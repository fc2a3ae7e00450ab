//! Trace model shared by the collector, breakpoint manager, analyzer and the
//! debug server.
//!
//! An [`ExecutionTrace`] is one end-to-end run of the observed engine. It
//! owns an ordered list of [`ExecutionStep`]s (ordered by start timestamp),
//! the [`DecisionNode`]s recorded during the run and aggregated token
//! totals. Once its status becomes terminal the trace is sealed.
//!
//! Flow diagrams ([`FlowDiagram`]) are a derived projection and are always
//! rebuilt from trace data.

use chrono::{DateTime, Utc};
use serde::{Deserialize, Serialize};
use serde_json::{Map, Value};
use std::collections::HashMap;
use std::fmt;
use uuid::Uuid;

// ============================================================================
// STATUS TYPES
// ============================================================================

/// Overall status of a trace
#[derive(Debug, Clone, Copy, PartialEq, Eq, Hash, Serialize, Deserialize)]
#[serde(rename_all = "snake_case")]
pub enum TraceStatus {
    Running,
    Completed,
    Failed,
    Aborted,
}

impl TraceStatus {
    /// Terminal statuses seal the trace against further events
    pub fn is_terminal(&self) -> bool {
        !matches!(self, TraceStatus::Running)
    }
}

impl fmt::Display for TraceStatus {
    fn fmt(&self, f: &mut fmt::Formatter<'_>) -> fmt::Result {
        match self {
            TraceStatus::Running => write!(f, "running"),
            TraceStatus::Completed => write!(f, "completed"),
            TraceStatus::Failed => write!(f, "failed"),
            TraceStatus::Aborted => write!(f, "aborted"),
        }
    }
}

/// Outcome of a single step
#[derive(Debug, Clone, PartialEq, Eq, Serialize, Deserialize)]
#[serde(tag = "state", rename_all = "snake_case")]
pub enum StepOutcome {
    /// Step started but has not ended yet
    Running,
    Succeeded,
    Failed { message: String },
    Skipped,
}

impl StepOutcome {
    pub fn is_finished(&self) -> bool {
        !matches!(self, StepOutcome::Running)
    }
}

// ============================================================================
// EXECUTION CONTEXT
// ============================================================================

/// Snapshot of the variables visible to a step when it started.
///
/// Read-only once attached to a step; watch expressions and breakpoint
/// conditions are evaluated against it.
#[derive(Debug, Clone, Default, PartialEq, Serialize, Deserialize)]
pub struct ExecutionContext {
    #[serde(default)]
    pub variables: Map<String, Value>,
}

impl ExecutionContext {
    pub fn new() -> Self {
        Self::default()
    }

    /// Builder-style variable insertion
    pub fn with_variable(mut self, name: &str, value: Value) -> Self {
        self.variables.insert(name.to_string(), value);
        self
    }

    /// Build a context from a JSON object; other JSON values yield an empty
    /// context.
    pub fn from_json(value: Value) -> Self {
        match value {
            Value::Object(variables) => Self { variables },
            _ => Self::default(),
        }
    }

    pub fn get(&self, name: &str) -> Option<&Value> {
        self.variables.get(name)
    }

    pub fn is_empty(&self) -> bool {
        self.variables.is_empty()
    }
}

// ============================================================================
// METRICS, TOKENS, DECISIONS
// ============================================================================

/// Kind of a numeric performance sample
#[derive(Debug, Clone, PartialEq, Eq, Hash, Serialize, Deserialize)]
#[serde(rename_all = "snake_case")]
pub enum MetricKind {
    DurationMs,
    CpuPercent,
    MemoryBytes,
    Custom(String),
}

impl MetricKind {
    /// Key that keeps custom metrics apart from the built-in kinds
    pub fn series_key(&self) -> String {
        match self {
            MetricKind::Custom(name) => format!("custom:{}", name),
            builtin => builtin.to_string(),
        }
    }
}

impl fmt::Display for MetricKind {
    fn fmt(&self, f: &mut fmt::Formatter<'_>) -> fmt::Result {
        match self {
            MetricKind::DurationMs => write!(f, "duration_ms"),
            MetricKind::CpuPercent => write!(f, "cpu_percent"),
            MetricKind::MemoryBytes => write!(f, "memory_bytes"),
            MetricKind::Custom(name) => write!(f, "{}", name),
        }
    }
}

/// A numeric sample attached to a step. Append-only.
#[derive(Debug, Clone, PartialEq, Serialize, Deserialize)]
pub struct PerformanceMetrics {
    pub kind: MetricKind,
    pub value: f64,
    pub recorded_at: DateTime<Utc>,
}

impl PerformanceMetrics {
    pub fn new(kind: MetricKind, value: f64, recorded_at: DateTime<Utc>) -> Self {
        Self {
            kind,
            value,
            recorded_at,
        }
    }
}

/// Token-like units consumed and produced by a step. Append-only.
#[derive(Debug, Clone, PartialEq, Eq, Serialize, Deserialize)]
pub struct TokenUsageData {
    pub input_tokens: u64,
    pub output_tokens: u64,
    #[serde(default, skip_serializing_if = "Option::is_none")]
    pub model: Option<String>,
    /// True when the counts are an estimate rather than an exact tally
    #[serde(default)]
    pub estimated: bool,
    pub recorded_at: DateTime<Utc>,
}

impl TokenUsageData {
    pub fn total(&self) -> u64 {
        self.input_tokens.saturating_add(self.output_tokens)
    }
}

/// Token usage aggregated over a trace
#[derive(Debug, Clone, Copy, Default, PartialEq, Eq, Serialize, Deserialize)]
pub struct TokenTotals {
    pub input_tokens: u64,
    pub output_tokens: u64,
    pub samples: u64,
}

impl TokenTotals {
    pub fn add(&mut self, usage: &TokenUsageData) {
        self.input_tokens = self.input_tokens.saturating_add(usage.input_tokens);
        self.output_tokens = self.output_tokens.saturating_add(usage.output_tokens);
        self.samples = self.samples.saturating_add(1);
    }

    pub fn total(&self) -> u64 {
        self.input_tokens.saturating_add(self.output_tokens)
    }

    /// Remaining headroom against a context limit after reserving `margin`.
    /// Clamped to the `i64` range.
    pub fn remaining(&self, limit: u64, margin: u64) -> i64 {
        let remaining = i128::from(limit) - i128::from(self.total()) - i128::from(margin);
        remaining.clamp(i128::from(i64::MIN), i128::from(i64::MAX)) as i64
    }

    pub fn is_within_limit(&self, limit: u64, margin: u64) -> bool {
        self.remaining(limit, margin) >= 0
    }
}

/// A branch taken during a step. Immutable once recorded.
#[derive(Debug, Clone, PartialEq, Serialize, Deserialize)]
pub struct DecisionNode {
    pub id: Uuid,
    pub step_id: String,
    pub condition: String,
    pub chosen: String,
    #[serde(default)]
    pub alternatives: Vec<String>,
    pub recorded_at: DateTime<Utc>,
}

// ============================================================================
// STEPS AND TRACES
// ============================================================================

/// One unit of work inside a trace
#[derive(Debug, Clone, PartialEq, Serialize, Deserialize)]
pub struct ExecutionStep {
    pub id: String,
    pub trace_id: String,
    pub name: String,
    /// Arrival index inside the trace
    pub sequence: u64,
    #[serde(default, skip_serializing_if = "Option::is_none")]
    pub parent_step_id: Option<String>,
    pub started_at: DateTime<Utc>,
    #[serde(default, skip_serializing_if = "Option::is_none")]
    pub ended_at: Option<DateTime<Utc>>,
    #[serde(default, skip_serializing_if = "Option::is_none")]
    pub duration_ms: Option<u64>,
    pub context: ExecutionContext,
    pub outcome: StepOutcome,
    #[serde(default)]
    pub decisions: Vec<Uuid>,
    #[serde(default)]
    pub metrics: Vec<PerformanceMetrics>,
    #[serde(default)]
    pub token_usage: Vec<TokenUsageData>,
}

▶ **What the exercise asks**
Show every line in the entries above that contains the string "struct".

▶ **Solution to the exercise**
pub struct ExecutionContext {
pub struct PerformanceMetrics {
pub struct TokenUsageData {
pub struct TokenTotals {
pub struct DecisionNode {
pub struct ExecutionStep {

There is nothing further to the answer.